• **Work required**
Without omitting anything, write out the listing below precisely.
##############################
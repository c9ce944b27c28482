use std::{
    fs::File,
    io::{self, IsTerminal},
    path::Path,
    sync::Mutex,
};

use anyhow::{Context, Result};
use chrono::Local;
use tracing::{Event, Level, Subscriber};
use tracing_subscriber::{
    EnvFilter,
    fmt::{
        FmtContext,
        format::{FormatEvent, FormatFields, Writer},
    },
    layer::SubscriberExt,
    registry::LookupSpan,
    util::SubscriberInitExt,
};

use crate::config::LoggingConfig;

// --- Formatter ---

struct LocalFmt;

impl<S, N> FormatEvent<S, N> for LocalFmt
where
    S: Subscriber + for<'a> LookupSpan<'a>,
    N: for<'a> FormatFields<'a> + 'static,
{
    fn format_event(
        &self,
        ctx: &FmtContext<'_, S, N>,
        mut writer: Writer<'_>,
        event: &Event<'_>,
    ) -> std::fmt::Result {
        let meta = event.metadata();
        let ansi = writer.has_ansi_escapes();

        if ansi {
            write!(writer, "\x1b[2m")?
        }
        write!(
            writer,
            "{} ",
            Local::now().format("%Y-%m-%dT%H:%M:%S%.3f%:z")
        )?;
        if ansi {
            write!(writer, "\x1b[0m")?
        }

        let (pre, post) = if ansi {
            match *meta.level() {
                Level::ERROR => ("\x1b[1;31m", "\x1b[0m"),
                Level::WARN => ("\x1b[1;33m", "\x1b[0m"),
                Level::INFO => ("\x1b[1;32m", "\x1b[0m"),
                Level::DEBUG => ("\x1b[1;34m", "\x1b[0m"),
                Level::TRACE => ("\x1b[1;35m", "\x1b[0m"),
            }
        } else {
            ("", "")
        };
        write!(writer, "{}{:>5}{} ", pre, meta.level(), post)?;

        if ansi {
            write!(writer, "\x1b[36m{}\x1b[0m ", meta.target())?;
        } else {
            write!(writer, "{} ", meta.target())?;
        }

        ctx.field_format().format_fields(writer.by_ref(), event)?;
        writeln!(writer)
    }
}

fn make_filter(level: &str) -> Result<EnvFilter> {
    match EnvFilter::try_from_default_env() {
        Ok(filter) => Ok(filter),
        Err(_) => EnvFilter::try_new(level)
            .map_err(|e| anyhow::anyhow!("invalid log level '{level}': {e}")),
    }
}

fn open_log_file(path: &Path) -> Result<File> {
    File::options()
        .create(true)
        .append(true)
        .open(path)
        .with_context(|| format!("cannot open log file '{}'", path.display()))
}

/// Initializes logging. Call once at startup.
///
/// - Stderr: coloured when attached to a terminal, plain when piped. Stdout
///   is left to the report.
/// - File: appended to when `config.file` is set. The directory must exist.
/// - Level: `config.level`, overridden by the RUST_LOG env var.
pub fn init_logging(config: &LoggingConfig) -> Result<()> {
    let filter = make_filter(&config.level)?;

    let stderr_layer = tracing_subscriber::fmt::layer()
        .event_format(LocalFmt)
        .with_ansi(io::stderr().is_terminal())
        .with_writer(io::stderr);

    let file_layer = config
        .file
        .as_deref()
        .map(open_log_file)
        .transpose()?
        .map(|file| {
            tracing_subscriber::fmt::layer()
                .event_format(LocalFmt)
                .with_ansi(false)
                .with_writer(Mutex::new(file))
        });

    tracing_subscriber::registry()
        .with(filter)
        .with(stderr_layer)
        .with(file_layer)
        .try_init()
        .context("logging already initialized")
}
##############################
• **Task solution**
repository c9ce944b27c28482
use std::{
    fs::File,
    io::{self, IsTerminal},
    path::Path,
    sync::Mutex,
};

use anyhow::{Context, Result};
use chrono::Local;
use tracing::{Event, Level, Subscriber};
use tracing_subscriber::{
    EnvFilter,
    fmt::{
        FmtContext,
        format::{FormatEvent, FormatFields, Writer},
    },
    layer::SubscriberExt,
    registry::LookupSpan,
    util::SubscriberInitExt,
};

use crate::config::LoggingConfig;

// --- Formatter ---

struct LocalFmt;

impl<S, N> FormatEvent<S, N> for LocalFmt
where
    S: Subscriber + for<'a> LookupSpan<'a>,
    N: for<'a> FormatFields<'a> + 'static,
{
    fn format_event(
        &self,
        ctx: &FmtContext<'_, S, N>,
        mut writer: Writer<'_>,
        event: &Event<'_>,
    ) -> std::fmt::Result {
        let meta = event.metadata();
        let ansi = writer.has_ansi_escapes();

        if ansi {
            write!(writer, "\x1b[2m")?
        }
        write!(
            writer,
            "{} ",
            Local::now().format("%Y-%m-%dT%H:%M:%S%.3f%:z")
        )?;
        if ansi {
            write!(writer, "\x1b[0m")?
        }

        let (pre, post) = if ansi {
            match *meta.level() {
                Level::ERROR => ("\x1b[1;31m", "\x1b[0m"),
                Level::WARN => ("\x1b[1;33m", "\x1b[0m"),
                Level::INFO => ("\x1b[1;32m", "\x1b[0m"),
                Level::DEBUG => ("\x1b[1;34m", "\x1b[0m"),
                Level::TRACE => ("\x1b[1;35m", "\x1b[0m"),
            }
        } else {
            ("", "")
        };
        write!(writer, "{}{:>5}{} ", pre, meta.level(), post)?;

        if ansi {
            write!(writer, "\x1b[36m{}\x1b[0m ", meta.target())?;
        } else {
            write!(writer, "{} ", meta.target())?;
        }

        ctx.field_format().format_fields(writer.by_ref(), event)?;
        writeln!(writer)
    }
}

fn make_filter(level: &str) -> Result<EnvFilter> {
    match EnvFilter::try_from_default_env() {
        Ok(filter) => Ok(filter),
        Err(_) => EnvFilter::try_new(level)
            .map_err(|e| anyhow::anyhow!("invalid log level '{level}': {e}")),
    }
}

fn open_log_file(path: &Path) -> Result<File> {
    File::options()
        .create(true)
        .append(true)
        .open(path)
        .with_context(|| format!("cannot open log file '{}'", path.display()))
}

/// Initializes logging. Call once at startup.
///
/// - Stderr: coloured when attached to a terminal, plain when piped. Stdout
///   is left to the report.
/// - File: appended to when `config.file` is set. The directory must exist.
/// - Level: `config.level`, overridden by the RUST_LOG env var.
pub fn init_logging(config: &LoggingConfig) -> Result<()> {
    let filter = make_filter(&config.level)?;

    let stderr_layer = tracing_subscriber::fmt::layer()
        .event_format(LocalFmt)
        .with_ansi(io::stderr().is_terminal())
        .with_writer(io::stderr);

    let file_layer = config
        .file
        .as_deref()
        .map(open_log_file)
        .transpose()?
        .map(|file| {
            tracing_subscriber::fmt::layer()
                .event_format(LocalFmt)
                .with_ansi(false)
                .with_writer(Mutex::new(file))
        });

    tracing_subscriber::registry()
        .with(filter)
        .with(stderr_layer)
        .with(file_layer)
        .try_init()
        .context("logging already initialized")
}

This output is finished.